The man waited and fretted like a helpless father, chewing down on his worry. He waited for him to speak. He waited for Jon Snow.

So the red woman spoke and the man with the missing fingers stood with the strained bowed vigil of a man fumbling for prayers long forgotten.

He could feel his pulse, aligned with the rumble and wheeze of the breathing Ghost – Jon Snow’s creature – his heart slipping above and beneath the beat of his, the loose, loping braid of blood, joining and separating and joining again. The plunge and soar of a needle, above and beneath, the drawing thread.

He closes his eyes, the direwolf’s great body curled beneath the table. They have halved between the two of them now but one life instead of two, one poorly patched soul. They were the rented black wool cloak, shredded and mended, sewn together by death and blood, by scarlet silk from Asshai. _It was the greatest treasure she had, and her gift to me._

Black and red, both the Lord Commander and the King Beyond the Wall had been black and red.
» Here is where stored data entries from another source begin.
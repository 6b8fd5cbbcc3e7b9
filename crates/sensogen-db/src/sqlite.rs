//! SQLite connection management: pragmas, journal mode, quarantine.
//!
//! The store is opened through a pool capped at a single connection -- the
//! one write connection the system is allowed. Journal mode is selected at
//! startup from configuration: WAL for lock-free concurrent readers, or the
//! rollback journal where WAL's companion files are unwanted (e.g. some
//! network filesystems). Performance pragmas match the access pattern of an
//! append-only writer with many external readers.
//!
//! Corruption handling lives here too: a store that fails its integrity
//! check (or is not a database at all) is renamed aside with a timestamp
//! suffix -- together with its `-wal`/`-shm`/`-journal` companions -- and a
//! fresh store is created in its place.

use std::path::{Path, PathBuf};
use std::time::Duration;

use sqlx::migrate::Migrator;
use sqlx::sqlite::{
    SqliteConnectOptions, SqliteJournalMode, SqlitePool, SqlitePoolOptions, SqliteSynchronous,
};
use tracing::{error, info, warn};

use crate::error::{DbError, FailureKind};

/// Embedded schema migrations, applied on every open.
static MIGRATOR: Migrator = sqlx::migrate!("./migrations");

/// Default busy timeout handed to SQLite.
const DEFAULT_BUSY_TIMEOUT: Duration = Duration::from_secs(5);

/// Companion file suffixes that must travel with the main store file.
const COMPANION_SUFFIXES: [&str; 3] = ["-journal", "-wal", "-shm"];

// ---------------------------------------------------------------------------
// Journal mode
// ---------------------------------------------------------------------------

/// The durability mode the store runs in.
#[derive(Debug, Clone, Copy, PartialEq, Eq)]
pub enum JournalMode {
    /// Write-ahead journal: readers never block against the writer.
    Wal,
    /// Rollback journal: exclusive access during a write transaction.
    Rollback,
}

impl JournalMode {
    /// Map the configuration boolean onto a mode.
    pub const fn from_wal_flag(wal: bool) -> Self {
        if wal { Self::Wal } else { Self::Rollback }
    }

    /// Whether this mode maintains a write-ahead journal to checkpoint.
    pub const fn is_wal(self) -> bool {
        matches!(self, Self::Wal)
    }

    const fn as_sqlite(self) -> SqliteJournalMode {
        match self {
            Self::Wal => SqliteJournalMode::Wal,
            Self::Rollback => SqliteJournalMode::Delete,
        }
    }
}

// ---------------------------------------------------------------------------
// Configuration
// ---------------------------------------------------------------------------

/// Configuration for opening the store.
#[derive(Debug, Clone)]
pub struct StoreConfig {
    /// Path of the primary store file.
    pub path: PathBuf,
    /// Durability mode to configure at open.
    pub journal_mode: JournalMode,
    /// Keep an existing store instead of starting fresh.
    pub preserve_existing: bool,
    /// How long SQLite itself waits on a locked database before
    /// surfacing `SQLITE_BUSY` (the writer's retry policy sits above this).
    pub busy_timeout: Duration,
}

impl StoreConfig {
    /// Create a configuration with default mode (WAL) and timeouts.
    pub fn new(path: impl Into<PathBuf>) -> Self {
        Self {
            path: path.into(),
            journal_mode: JournalMode::Wal,
            preserve_existing: false,
            busy_timeout: DEFAULT_BUSY_TIMEOUT,
        }
    }

    /// Set the journal mode.
    #[must_use]
    pub const fn with_journal_mode(mut self, mode: JournalMode) -> Self {
        self.journal_mode = mode;
        self
    }

    /// Keep an existing store file instead of removing it at open.
    #[must_use]
    pub const fn with_preserve_existing(mut self, preserve: bool) -> Self {
        self.preserve_existing = preserve;
        self
    }

    /// Set the SQLite busy timeout.
    #[must_use]
    pub const fn with_busy_timeout(mut self, timeout: Duration) -> Self {
        self.busy_timeout = timeout;
        self
    }
}

// ---------------------------------------------------------------------------
// Checkpoint stats
// ---------------------------------------------------------------------------

/// Result row of `PRAGMA wal_checkpoint(TRUNCATE)`.
#[derive(Debug, Clone, Copy, PartialEq, Eq)]
pub struct CheckpointStats {
    /// Whether the checkpoint could not complete due to reader activity.
    pub busy: bool,
    /// Pages in the WAL before the checkpoint.
    pub log_pages: i64,
    /// Pages successfully moved into the main file.
    pub checkpointed_pages: i64,
}

// ---------------------------------------------------------------------------
// Store handle
// ---------------------------------------------------------------------------

/// Handle to the store: the single write connection plus the knowledge
/// needed to recreate it after quarantine.
pub struct SqliteStore {
    pool: SqlitePool,
    path: PathBuf,
    mode: JournalMode,
    busy_timeout: Duration,
}

impl SqliteStore {
    /// Open (or create) the store, applying pragmas and migrations.
    ///
    /// Unless `preserve_existing` is set, a pre-existing store and its
    /// companion files are removed first. A store that fails the startup
    /// integrity check is quarantined and recreated fresh -- opening only
    /// fails for non-corruption reasons (permissions, disk, bad path).
    ///
    /// # Errors
    ///
    /// Returns [`DbError`] if the store cannot be opened even after
    /// corruption recovery.
    pub async fn open(config: &StoreConfig) -> Result<Self, DbError> {
        if let Some(parent) = config.path.parent() {
            if !parent.as_os_str().is_empty() {
                std::fs::create_dir_all(parent)?;
            }
        }

        if !config.preserve_existing && config.path.exists() {
            info!(path = %config.path.display(), "removing existing store for a fresh start");
            remove_store_files(&config.path)?;
        }

        let pool = match Self::connect_and_verify(config).await {
            Ok(pool) => pool,
            Err(e) if e.kind() == FailureKind::Corrupt => {
                error!(
                    path = %config.path.display(),
                    error = %e,
                    "store failed startup verification; quarantining and recreating"
                );
                let quarantined = quarantine_store_files(&config.path)?;
                info!(quarantined = %quarantined.display(), "corrupt store preserved");
                Self::connect_and_verify(config).await?
            }
            Err(e) => return Err(e),
        };

        let active_mode: String = sqlx::query_scalar("PRAGMA journal_mode")
            .fetch_one(&pool)
            .await?;
        info!(
            path = %config.path.display(),
            journal_mode = active_mode,
            "store opened"
        );

        Ok(Self {
            pool,
            path: config.path.clone(),
            mode: config.journal_mode,
            busy_timeout: config.busy_timeout,
        })
    }

    /// Connect, verify integrity, and migrate.
    async fn connect_and_verify(config: &StoreConfig) -> Result<SqlitePool, DbError> {
        let pool = Self::connect(&config.path, config.journal_mode, config.busy_timeout).await?;

        let report: String = sqlx::query_scalar("PRAGMA integrity_check")
            .fetch_one(&pool)
            .await?;
        if !report.eq_ignore_ascii_case("ok") {
            pool.close().await;
            return Err(DbError::IntegrityCheck { report });
        }

        MIGRATOR.run(&pool).await?;
        Ok(pool)
    }

    /// Build the single-connection pool with the standard pragma set.
    async fn connect(
        path: &Path,
        mode: JournalMode,
        busy_timeout: Duration,
    ) -> Result<SqlitePool, DbError> {
        let options = SqliteConnectOptions::new()
            .filename(path)
            .create_if_missing(true)
            .journal_mode(mode.as_sqlite())
            .synchronous(SqliteSynchronous::Normal)
            .busy_timeout(busy_timeout)
            .pragma("cache_size", "-64000")
            .pragma("temp_store", "MEMORY")
            .pragma("mmap_size", "134217728");

        let pool = SqlitePoolOptions::new()
            .max_connections(1)
            .connect_with(options)
            .await?;
        Ok(pool)
    }

    /// Quarantine the (presumed corrupt) store files and recreate a fresh
    /// store with the expected schema. Returns the quarantine path of the
    /// primary file.
    ///
    /// # Errors
    ///
    /// Returns [`DbError`] if the rename or the fresh open fails; the
    /// caller treats that as unrecoverable.
    pub async fn quarantine_and_recreate(&mut self) -> Result<PathBuf, DbError> {
        self.pool.close().await;
        let quarantined = quarantine_store_files(&self.path)?;
        error!(
            path = %self.path.display(),
            quarantined = %quarantined.display(),
            "store corrupted at runtime; old file quarantined, recreating fresh store"
        );

        let pool = Self::connect(&self.path, self.mode, self.busy_timeout).await?;
        MIGRATOR.run(&pool).await?;
        self.pool = pool;
        Ok(quarantined)
    }

    /// Fold the write-ahead journal back into the main file.
    ///
    /// Returns `None` under the rollback journal, where there is nothing
    /// to checkpoint.
    ///
    /// # Errors
    ///
    /// Returns [`DbError`] if the checkpoint statement fails. Callers log
    /// and retry on the next interval; this is never fatal.
    pub async fn checkpoint(&self) -> Result<Option<CheckpointStats>, DbError> {
        if !self.mode.is_wal() {
            return Ok(None);
        }
        let (busy, log_pages, checkpointed_pages): (i64, i64, i64) =
            sqlx::query_as("PRAGMA wal_checkpoint(TRUNCATE)")
                .fetch_one(&self.pool)
                .await?;
        let stats = CheckpointStats {
            busy: busy != 0,
            log_pages,
            checkpointed_pages,
        };
        if stats.busy {
            warn!(log_pages, "checkpoint could not complete while readers were active");
        }
        Ok(Some(stats))
    }

    /// Probe the connection with a trivial query.
    pub async fn is_healthy(&self) -> bool {
        matches!(
            sqlx::query_scalar::<_, i64>("SELECT 1")
                .fetch_one(&self.pool)
                .await,
            Ok(1)
        )
    }

    /// Close the pool gracefully.
    pub async fn close(&self) {
        self.pool.close().await;
        info!(path = %self.path.display(), "store closed");
    }

    /// The underlying pool (single write connection).
    pub const fn pool(&self) -> &SqlitePool {
        &self.pool
    }

    /// The primary store file path.
    pub fn path(&self) -> &Path {
        &self.path
    }

    /// The configured journal mode.
    pub const fn journal_mode(&self) -> JournalMode {
        self.mode
    }
}

// ---------------------------------------------------------------------------
// File helpers
// ---------------------------------------------------------------------------

/// The path of a companion file (`-wal`, `-shm`, `-journal`).
fn companion_path(path: &Path, suffix: &str) -> PathBuf {
    let mut os = path.as_os_str().to_owned();
    os.push(suffix);
    PathBuf::from(os)
}

/// Remove the store file and any companions.
fn remove_store_files(path: &Path) -> Result<(), DbError> {
    if path.exists() {
        std::fs::remove_file(path)?;
    }
    for suffix in COMPANION_SUFFIXES {
        let companion = companion_path(path, suffix);
        if companion.exists() {
            std::fs::remove_file(&companion)?;
        }
    }
    Ok(())
}

/// Rename the store file and companions aside with a timestamp suffix.
///
/// The original content is preserved under the new name for post-mortem
/// inspection; the companions move together so the quarantined set stays a
/// consistent unit.
fn quarantine_store_files(path: &Path) -> Result<PathBuf, DbError> {
    let stamp = chrono::Utc::now().format("%Y%m%d%H%M%S");
    let quarantined = companion_path(path, &format!(".corrupt-{stamp}"));
    if path.exists() {
        std::fs::rename(path, &quarantined)?;
    }
    for suffix in COMPANION_SUFFIXES {
        let source = companion_path(path, suffix);
        if source.exists() {
            std::fs::rename(&source, companion_path(&quarantined, suffix))?;
        }
    }
    Ok(quarantined)
}

#[cfg(test)]
#[allow(clippy::unwrap_used)]
mod tests {
    use super::*;

    #[test]
    fn companion_paths_append_suffix() {
        let path = Path::new("/data/sensor_data.db");
        assert_eq!(
            companion_path(path, "-wal"),
            PathBuf::from("/data/sensor_data.db-wal")
        );
        assert_eq!(
            companion_path(path, "-shm"),
            PathBuf::from("/data/sensor_data.db-shm")
        );
    }

    #[test]
    fn journal_mode_from_flag() {
        assert_eq!(JournalMode::from_wal_flag(true), JournalMode::Wal);
        assert_eq!(JournalMode::from_wal_flag(false), JournalMode::Rollback);
        assert!(JournalMode::Wal.is_wal());
        assert!(!JournalMode::Rollback.is_wal());
    }

    #[test]
    fn store_config_builders() {
        let config = StoreConfig::new("/tmp/test.db")
            .with_journal_mode(JournalMode::Rollback)
            .with_preserve_existing(true)
            .with_busy_timeout(Duration::from_millis(250));
        assert_eq!(config.journal_mode, JournalMode::Rollback);
        assert!(config.preserve_existing);
        assert_eq!(config.busy_timeout, Duration::from_millis(250));
    }
}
Traitor and betrayed, burned, sacrificed, bloodied. _My old cloak was fit for burning now_.

They could have let Mance keep his cloak, Jon Snow had thought, the one the wildling had woman patched with strips of crimson silk. If they were to burn him, burn him with that dear gift that had made his heart so tender as to betray and forsake his vows –

It was ferocious and grim and righteous, that which had made Jon Snow pick up his bow. There had been a wildling’s honour in his own then. To defy Kings and kill kindly.
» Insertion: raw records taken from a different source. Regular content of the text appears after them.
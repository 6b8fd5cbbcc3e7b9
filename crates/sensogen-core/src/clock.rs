//! The reading clock: counter-derived timestamps for one run.
//!
//! The reading sequence number is the source of truth; the timestamp of
//! reading `n` is always `start + n × interval`, never re-sampled from the
//! wall clock. That keeps the time axis perfectly regular (what downstream
//! time-series tooling expects of synthetic data) and makes every
//! derivation reproducible.
//!
//! All arithmetic is checked: the clock refuses to silently wrap.

use chrono::{DateTime, Utc};
use std::time::Duration;

/// Errors that can occur during clock operations.
#[derive(Debug, thiserror::Error)]
pub enum ClockError {
    /// Invalid clock configuration.
    #[error("invalid clock configuration: {reason}")]
    InvalidConfig {
        /// Explanation of what is wrong with the configuration.
        reason: String,
    },

    /// The sequence counter or a timestamp derivation would overflow.
    #[error("reading clock overflow at sequence {seq}")]
    Overflow {
        /// The sequence number that could not be represented.
        seq: u64,
    },
}

/// Clock for one run: a start instant, a fixed interval, and a counter.
#[derive(Debug, Clone, PartialEq, Eq)]
pub struct ReadingClock {
    start: DateTime<Utc>,
    interval_ms: i64,
    seq: u64,
}

impl ReadingClock {
    /// Create a clock starting at `start` with the given reading interval.
    ///
    /// The interval is stored with millisecond resolution (rounded), and
    /// must round to at least one millisecond.
    ///
    /// # Errors
    ///
    /// Returns [`ClockError::InvalidConfig`] for a non-positive or
    /// non-finite interval.
    pub fn new(start: DateTime<Utc>, interval_seconds: f64) -> Result<Self, ClockError> {
        let interval_ms = interval_to_millis(interval_seconds).ok_or_else(|| {
            ClockError::InvalidConfig {
                reason: format!(
                    "reading interval must round to at least 1 ms (got {interval_seconds} s)"
                ),
            }
        })?;
        Ok(Self {
            start,
            interval_ms,
            seq: 0,
        })
    }

    /// The timestamp of the current (not yet generated) reading.
    ///
    /// # Errors
    ///
    /// Returns [`ClockError::Overflow`] if `start + seq × interval` cannot
    /// be represented.
    pub fn timestamp(&self) -> Result<DateTime<Utc>, ClockError> {
        let seq_i64 = i64::try_from(self.seq).map_err(|_err| ClockError::Overflow {
            seq: self.seq,
        })?;
        let offset_ms = self
            .interval_ms
            .checked_mul(seq_i64)
            .ok_or(ClockError::Overflow { seq: self.seq })?;
        let offset =
            chrono::Duration::try_milliseconds(offset_ms).ok_or(ClockError::Overflow {
                seq: self.seq,
            })?;
        self.start
            .checked_add_signed(offset)
            .ok_or(ClockError::Overflow { seq: self.seq })
    }

    /// Advance to the next reading. Returns the new sequence number.
    ///
    /// # Errors
    ///
    /// Returns [`ClockError::Overflow`] if the counter would wrap.
    pub fn advance(&mut self) -> Result<u64, ClockError> {
        self.seq = self
            .seq
            .checked_add(1)
            .ok_or(ClockError::Overflow { seq: self.seq })?;
        Ok(self.seq)
    }

    /// The current sequence number (readings generated so far).
    pub const fn seq(&self) -> u64 {
        self.seq
    }

    /// The reading interval as a standard [`Duration`].
    pub fn interval(&self) -> Duration {
        Duration::from_millis(u64::try_from(self.interval_ms).unwrap_or(0))
    }
}

/// Convert a positive interval in seconds to whole milliseconds.
///
/// Returns `None` for non-finite, non-positive, or sub-millisecond values,
/// and for values beyond `i64` milliseconds. The cast is guarded by the
/// range check above it.
#[allow(clippy::cast_possible_truncation)]
fn interval_to_millis(seconds: f64) -> Option<i64> {
    if !seconds.is_finite() || seconds <= 0.0 {
        return None;
    }
    let ms = (seconds * 1000.0).round();
    if ms < 1.0 || ms > 9_007_199_254_740_992.0 {
        return None;
    }
    Some(ms as i64)
}
/// Errors that can occur when loading or validating configuration.
#[derive(Debug, thiserror::Error)]
pub enum ConfigError {
    /// Failed to read the configuration file from disk.
    #[error("failed to read config file: {source}")]
    Io {
        /// The underlying I/O error.
        #[from]
        source: std::io::Error,
    },

    /// Failed to parse YAML content.
    #[error("failed to parse config YAML: {source}")]
    Yaml {
        /// The underlying YAML parse error.
        source: serde_yml::Error,
    },

    /// A generation-layer section failed validation.
    #[error(transparent)]
    Gen {
        /// The underlying generation config error.
        #[from]
        source: GenError,
    },

    /// A value failed validation.
    #[error("invalid configuration: {reason}")]
    Invalid {
        /// Explanation of what is wrong.
        reason: String,
    },
}

impl From<serde_yml::Error> for ConfigError {
    fn from(source: serde_yml::Error) -> Self {
        Self::Yaml { source }
    }
}

/// Top-level Sensogen configuration.
///
/// Mirrors the structure of `sensogen-config.yaml`. All fields have
/// defaults, so an empty document is a valid configuration.
#[derive(Debug, Clone, PartialEq, Deserialize)]
pub struct SimulationConfig {
    /// Seed for all stochastic state (reproducible runs).
    #[serde(default = "default_seed")]
    pub seed: u64,

    /// Baseline generator settings.
    #[serde(default)]
    pub generator: GeneratorConfig,

    /// Anomaly engine settings.
    #[serde(default)]
    pub anomaly: AnomalyConfig,

    /// Simulated device identity.
    #[serde(default)]
    pub device: DeviceConfig,

    /// Simulated site metadata.
    #[serde(default)]
    pub location: LocationConfig,

    /// Store and writer settings.
    #[serde(default)]
    pub database: DatabaseConfig,

    /// Run boundary settings.
    #[serde(default)]
    pub simulation: SimulationBoundsConfig,

    /// Logging settings.
    #[serde(default)]
    pub logging: LoggingConfig,
}

impl Default for SimulationConfig {
    fn default() -> Self {
        Self {
            seed: default_seed(),
            generator: GeneratorConfig::default(),
            anomaly: AnomalyConfig::default(),
            device: DeviceConfig::default(),
            location: LocationConfig::default(),
            database: DatabaseConfig::default(),
            simulation: SimulationBoundsConfig::default(),
            logging: LoggingConfig::default(),
        }
    }
}

impl SimulationConfig {
    /// Load configuration from a YAML file at the given path.
    ///
    /// The `SENSOGEN_DB_PATH` environment variable overrides
    /// `database.path`, so deployments can relocate the store without
    /// editing the file.
    ///
    /// # Errors
    ///
    /// Returns [`ConfigError::Io`] if the file cannot be read, or
    /// [`ConfigError::Yaml`] if the content is not valid YAML.
    pub fn from_file(path: &Path) -> Result<Self, ConfigError> {
        let contents = std::fs::read_to_string(path)?;
        Self::parse(&contents)
    }

    /// Parse configuration from a YAML string.
    ///
    /// # Errors
    ///
    /// Returns [`ConfigError::Yaml`] if the string is not valid YAML.
    pub fn parse(yaml: &str) -> Result<Self, ConfigError> {
        let mut config: Self = serde_yml::from_str(yaml)?;
        config.database.apply_env_overrides();
        Ok(config)
    }

    /// Fail fast on any value the subsystems cannot work with.
    ///
    /// # Errors
    ///
    /// Returns the first validation failure found.
    pub fn validate(&self) -> Result<(), ConfigError> {
        self.generator.validate()?;
        self.anomaly.validate()?;
        self.database.validate()?;
        Ok(())
    }

    /// The device profile used for anomaly modifier lookup.
    pub fn device_profile(&self) -> DeviceProfile {
        DeviceProfile {
            manufacturer: self.device.manufacturer.clone(),
            firmware_version: self.device.firmware_version.clone(),
        }
    }
}

// ---------------------------------------------------------------------------
// Device and location
// ---------------------------------------------------------------------------

/// Simulated device identity (shared by every sensor stream).
#[derive(Debug, Clone, PartialEq, Eq, Deserialize)]
pub struct DeviceConfig {
    /// Manufacturer name (matched against the modifier table).
    #[serde(default = "default_manufacturer")]
    pub manufacturer: String,

    /// Model designation.
    #[serde(default = "default_model")]
    pub model: String,

    /// Firmware version string (matched against the modifier table).
    #[serde(default = "default_firmware_version")]
    pub firmware_version: String,

    /// Prefix for per-stream serial numbers (`{prefix}-{index:05}`).
    #[serde(default = "default_serial_prefix")]
    pub serial_number_prefix: String,
}

impl Default for DeviceConfig {
    fn default() -> Self {
        Self {
            manufacturer: default_manufacturer(),
            model: default_model(),
            firmware_version: default_firmware_version(),
            serial_number_prefix: default_serial_prefix(),
        }
    }
}

impl DeviceConfig {
    /// Full device metadata for the stream at `index`.
    pub fn device_info(&self, index: u32) -> DeviceInfo {
        DeviceInfo {
            manufacturer: self.manufacturer.clone(),
            model: self.model.clone(),
            firmware_version: self.firmware_version.clone(),
            serial_number: format!("{}-{index:05}", self.serial_number_prefix),
        }
    }
}

/// Simulated site metadata.
#[derive(Debug, Clone, PartialEq, Deserialize)]
pub struct LocationConfig {
    /// Human-readable site name.
    #[serde(default = "default_site")]
    pub site: String,

    /// Site latitude in decimal degrees.
    #[serde(default = "default_latitude")]
    pub latitude: f64,

    /// Site longitude in decimal degrees.
    #[serde(default = "default_longitude")]
    pub longitude: f64,

    /// IANA timezone name.
    #[serde(default = "default_timezone")]
    pub timezone: String,
}

impl Default for LocationConfig {
    fn default() -> Self {
        Self {
            site: default_site(),
            latitude: default_latitude(),
            longitude: default_longitude(),
            timezone: default_timezone(),
        }
    }
}

impl LocationConfig {
    /// Location metadata carried on every reading.
    pub fn location_info(&self) -> LocationInfo {
        LocationInfo {
            site: self.site.clone(),
            latitude: self.latitude,
            longitude: self.longitude,
            timezone: self.timezone.clone(),
        }
    }
}

// ---------------------------------------------------------------------------
// Database
// ---------------------------------------------------------------------------

/// Retry/backoff tuning for the storage writer.
#[derive(Debug, Clone, PartialEq, Deserialize)]
pub struct RetryConfig {
    /// Total flush attempts allowed (first try included).
    #[serde(default = "default_max_attempts")]
    pub max_attempts: u32,

    /// Delay before the first retry, in milliseconds.
    #[serde(default = "default_initial_delay_ms")]
    pub initial_delay_ms: u64,

    /// Multiplier applied to the delay after each retry.
    #[serde(default = "default_backoff_multiplier")]
    pub backoff_multiplier: f64,

    /// Upper bound on any single delay, in milliseconds.
    #[serde(default = "default_max_delay_ms")]
    pub max_delay_ms: u64,
}

impl Default for RetryConfig {
    fn default() -> Self {
        Self {
            max_attempts: default_max_attempts(),
            initial_delay_ms: default_initial_delay_ms(),
            backoff_multiplier: default_backoff_multiplier(),
            max_delay_ms: default_max_delay_ms(),
        }
    }
}

/// The `database` configuration section.
#[derive(Debug, Clone, PartialEq, Deserialize)]
pub struct DatabaseConfig {
    /// Path of the primary store file.
    #[serde(default = "default_db_path")]
    pub path: String,

    /// Use the write-ahead journal (true) or the rollback journal (false).
    #[serde(default = "default_true")]
    pub wal: bool,

    /// Keep an existing store instead of starting fresh.
    #[serde(default)]
    pub preserve_existing: bool,

    /// Record-count flush threshold.
    #[serde(default = "default_batch_size")]
    pub batch_size: usize,

    /// Age flush threshold, in seconds.
    #[serde(default = "default_batch_timeout_seconds")]
    pub batch_timeout_seconds: f64,

    /// Seconds between WAL checkpoints.
    #[serde(default = "default_checkpoint_interval_seconds")]
    pub checkpoint_interval_seconds: f64,

    /// Issue a final checkpoint on clean shutdown.
    #[serde(default = "default_true")]
    pub checkpoint_on_close: bool,

    /// Retention bound for unflushed readings under sustained failure.
    #[serde(default = "default_max_buffered_readings")]
    pub max_buffered_readings: usize,

    /// SQLite busy timeout, in milliseconds.
    #[serde(default = "default_busy_timeout_ms")]
    pub busy_timeout_ms: u64,

    /// Retry/backoff tuning.
    #[serde(default)]
    pub retry: RetryConfig,
}

impl Default for DatabaseConfig {
    fn default() -> Self {
        Self {
            path: default_db_path(),
            wal: true,
            preserve_existing: false,
            batch_size: default_batch_size(),
            batch_timeout_seconds: default_batch_timeout_seconds(),
            checkpoint_interval_seconds: default_checkpoint_interval_seconds(),
            checkpoint_on_close: true,
            max_buffered_readings: default_max_buffered_readings(),
            busy_timeout_ms: default_busy_timeout_ms(),
            retry: RetryConfig::default(),
        }
    }
}

impl DatabaseConfig {
    /// Override the store path with `SENSOGEN_DB_PATH` when set.
    pub fn apply_env_overrides(&mut self) {
        if let Ok(val) = std::env::var("SENSOGEN_DB_PATH") {
            self.path = val;
        }
    }

    /// Fail fast on values the data layer cannot work with.
    ///
    /// # Errors
    ///
    /// Returns [`ConfigError::Invalid`] describing the first bad value.
    pub fn validate(&self) -> Result<(), ConfigError> {
        if self.path.trim().is_empty() {
            return Err(invalid("database.path must not be empty"));
        }
        if self.batch_size == 0 {
            return Err(invalid("database.batch_size must be at least 1"));
        }
        if !self.batch_timeout_seconds.is_finite() || self.batch_timeout_seconds <= 0.0 {
            return Err(invalid(format!(
                "database.batch_timeout_seconds must be positive (got {})",
                self.batch_timeout_seconds
            )));
        }
        if !self.checkpoint_interval_seconds.is_finite()
            || self.checkpoint_interval_seconds <= 0.0
        {
            return Err(invalid(format!(
                "database.checkpoint_interval_seconds must be positive (got {})",
                self.checkpoint_interval_seconds
            )));
        }
        if self.max_buffered_readings < self.batch_size {
            return Err(invalid(
                "database.max_buffered_readings must be at least database.batch_size",
            ));
        }
        if self.retry.max_attempts == 0 {
            return Err(invalid("database.retry.max_attempts must be at least 1"));
        }
        if !self.retry.backoff_multiplier.is_finite() || self.retry.backoff_multiplier < 1.0 {
            return Err(invalid(format!(
                "database.retry.backoff_multiplier must be at least 1.0 (got {})",
                self.retry.backoff_multiplier
            )));
        }
        if self.retry.initial_delay_ms == 0 {
            return Err(invalid("database.retry.initial_delay_ms must be positive"));
        }
        if self.retry.max_delay_ms < self.retry.initial_delay_ms {
            return Err(invalid(
                "database.retry.max_delay_ms must be at least initial_delay_ms",
            ));
        }
        Ok(())
    }

    /// The store configuration derived from this section.
    pub fn store_config(&self) -> StoreConfig {
        StoreConfig::new(&self.path)
            .with_journal_mode(JournalMode::from_wal_flag(self.wal))
            .with_preserve_existing(self.preserve_existing)
            .with_busy_timeout(Duration::from_millis(self.busy_timeout_ms))
    }

    /// The retry policy derived from this section.
    pub fn retry_policy(&self) -> RetryPolicy {
        RetryPolicy {
            max_attempts: self.retry.max_attempts,
            initial_delay: Duration::from_millis(self.retry.initial_delay_ms),
            multiplier: self.retry.backoff_multiplier,
            max_delay: Duration::from_millis(self.retry.max_delay_ms),
        }
    }

    /// The age flush threshold as a [`Duration`]. Validated positive.
    pub fn batch_timeout(&self) -> Duration {
        Duration::try_from_secs_f64(self.batch_timeout_seconds)
            .unwrap_or(Duration::from_secs(10))
    }

    /// The checkpoint interval as a [`Duration`]. Validated positive.
    pub fn checkpoint_interval(&self) -> Duration {
        Duration::try_from_secs_f64(self.checkpoint_interval_seconds)
            .unwrap_or(Duration::from_secs(300))
    }
}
Perhaps Jon Snow had been killed kindly.

He closes his eyes but does not sleep and does not dream. The prayers spoken and unspoken, needless and unheard, carry over him like a shroud of gossamer, like the gentlest, smallest child’s exhalations, _I am not Jon Snow._

* * *

 

 

–

 

 

* * *

There are deep gouges in this body – in _him_. Still gored with dried blood, they look angry against the wintry pale rest of him. He’d stopped counting after six, the air had smoked like the hiss of a blacksmith’s blade through water, like the whorls of a warm bath, like the springs in Winterfell where a boy named Jon Snow might have once played with his half-brothers and sisters.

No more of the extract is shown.